Comment 15 chris fleizach 2020-11-19 10:59:52 PST
(In reply to Andrew from comment #14)
> (In reply to chris fleizach from comment #13)
> > Interesting -- wonder if this was resolved on 11.0. I don't have an easy way
> > to go back to 10.15 without spending a day blowing away my computers.
> 
> That might be good enough for us on macOS, I will try to sell it.
> 
> However, the issue is more severe on mobile Safari. We have a much higher
> usage on iPad than macOS (issue also exists on iPhone I think, but we don't
> support that platform).
> Additionally, this bug carries over to wkWebView, now that in 14.3 beta
> added getUserMedia.

got it, looking at that next
Comment 16 chris fleizach 2020-11-19 11:32:29 PST
Created attachment 414606 [details]
patch
Comment 17 chris fleizach 2020-11-19 11:34:08 PST
Created attachment 414607 [details]
patch
Comment 18 chris fleizach 2020-11-30 16:58:27 PST
Comment on attachment 414607 [details]
patch

Thanks for the review. I want to try to add a test for this before merging
Comment 19 Yvonne 2021-01-25 01:06:55 PST
Hi, we are using speechSynthesis in combination with a video element and can confirm issue #1. Could see this issue on iOS 13.7 and 14.

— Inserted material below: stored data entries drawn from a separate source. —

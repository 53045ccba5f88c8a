//! `genforge validate` and `genforge audit`

use super::super::output::TextRender;
use super::super::CliContext;
use crate::generator::audit::{audit_project, validate_project, AuditReport, FindingSeverity, ValidationReport};
use anyhow::{bail, Result};
use std::path::Path;

pub struct ProjectHandler<'a> {
    context: &'a CliContext,
}

impl<'a> ProjectHandler<'a> {
    pub fn new(context: &'a CliContext) -> Self {
        Self { context }
    }

    pub fn handle_validate(&self, dir: &Path, template: &str) -> Result<()> {
        let report = validate_project(dir, template)?;
        self.context.printer.print(&report)?;
        if !report.passed() {
            bail!(
                "validation failed: {} missing, {} empty",
                report.missing.len(),
                report.empty.len()
            );
        }
        Ok(())
    }

    pub fn handle_audit(&self, dir: &Path, strict: bool) -> Result<()> {
        let report = audit_project(dir, strict)?;
        self.context.printer.print(&report)?;
        if !report.passed() {
            bail!(
                "audit failed: {} errors, {} warnings{}",
                report.count(FindingSeverity::Error),
                report.count(FindingSeverity::Warning),
                if strict { " (strict)" } else { "" }
            );
        }
        Ok(())
    }
}

impl TextRender for ValidationReport {
    fn render_text(&self) -> String {
        let mut out = format!(
            "{}: {} files checked against template '{}'",
            self.dir.display(),
            self.checked,
            self.template
        );
        for path in &self.missing {
            out.push_str(&format!("\n  missing  {}", path));
        }
        for path in &self.empty {
            out.push_str(&format!("\n  empty    {}", path));
        }
        if self.passed() {
            out.push_str("\nOK");
        }
        out
    }
}

impl TextRender for AuditReport {
    fn render_text(&self) -> String {
        let mut out = String::new();
        for finding in &self.findings {
            let location = match finding.line {
                Some(line) => format!("{}:{}", finding.path, line),
                None => finding.path.clone(),
            };
            out.push_str(&format!(
                "{:<8} {}  {}\n",
                finding.severity, location, finding.message
            ));
        }
        out.push_str(&format!(
            "{} files scanned: {} errors, {} warnings, {} info",
            self.files_scanned,
            self.count(FindingSeverity::Error),
            self.count(FindingSeverity::Warning),
            self.count(FindingSeverity::Info)
        ));
        out
    }
}

#[cfg(test)]
mod tests {
    use super::*;
    use crate::generator::audit::Finding;

    #[test]
    fn test_audit_text() {
        let report = AuditReport {
            dir: "demo".into(),
            strict: false,
            files_scanned: 2,
            findings: vec![Finding {
                severity: FindingSeverity::Error,
                path: "Cargo.toml".to_string(),
                line: Some(3),
                message: "unrendered template placeholder".to_string(),
            }],
        };
        let text = report.render_text();
        assert!(text.starts_with("error    Cargo.toml:3  unrendered template placeholder"));
        assert!(text.ends_with("2 files scanned: 1 errors, 0 warnings, 0 info"));
    }

    #[test]
    fn test_validation_text() {
        let report = ValidationReport {
            dir: "demo".into(),
            template: "basic".to_string(),
            checked: 4,
            missing: vec!["src/main.rs".to_string()],
            empty: vec![],
        };
        assert_eq!(
            report.render_text(),
            "demo: 4 files checked against template 'basic'\n  missing  src/main.rs"
        );
    }
}
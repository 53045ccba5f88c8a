//! Command handlers for all CLI operations
//!
//! Each handler borrows the [`CliContext`]; routing happens here.

mod cache;
mod config;
mod generate;
mod project;
mod version;

use super::{CliContext, Commands};
use super::output::TextRender;
use anyhow::Result;
use serde::Serialize;
use std::path::PathBuf;

pub use cache::CacheHandler;
pub use config::ConfigHandler;
pub use generate::GenerateHandler;
pub use project::ProjectHandler;
pub use version::VersionHandler;

/// Coordinates all command handling operations
pub struct CommandHandler {
    context: CliContext,
}

impl CommandHandler {
    pub fn new(context: CliContext) -> Self {
        Self { context }
    }

    /// Route commands to their appropriate handlers
    pub async fn handle_command(&self, command: Commands) -> Result<()> {
        match command {
            Commands::Generate(args) => GenerateHandler::new(&self.context).handle(args).await,
            Commands::Validate { dir, template } => {
                ProjectHandler::new(&self.context).handle_validate(&dir, &template)
            }
            Commands::Audit { dir, strict } => {
                ProjectHandler::new(&self.context).handle_audit(&dir, strict)
            }
            Commands::Cache { action } => CacheHandler::new(&self.context).handle(action),
            Commands::Config { action } => ConfigHandler::new(&self.context).handle(action),
            Commands::Version { check } => VersionHandler::new(&self.context).handle(check).await,
        }
    }
}

/// Outcome of a command that changes state
#[derive(Debug, Serialize)]
pub struct Done {
    pub action: &'static str,
    pub name: String,
    #[serde(skip_serializing_if = "Option::is_none")]
    pub path: Option<PathBuf>,
}

impl TextRender for Done {
    fn render_text(&self) -> String {
        match &self.path {
            Some(path) => format!("{} '{}' ({})", self.action, self.name, path.display()),
            None => format!("{} '{}'", self.action, self.name),
        }
    }
}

Do you have any ETA on this fix?
Comment 20 Anton Mo Eriksson 2021-01-25 01:19:07 PST
I am also interested in this feature and the status.
Comment 21 chris fleizach 2021-01-25 10:35:14 PST
(In reply to Anton Mo Eriksson from comment #20)
> I am also interested in this feature and the status.

It is fixed in iOS14.4 already. Please give it a test there
Comment 22 Brent Fulgham 2022-02-10 20:17:17 PST
The fix for this issue was needed outside the WebKit project, therefore this is being resolved as 'Moved'.

This should now be fixed in shipping software.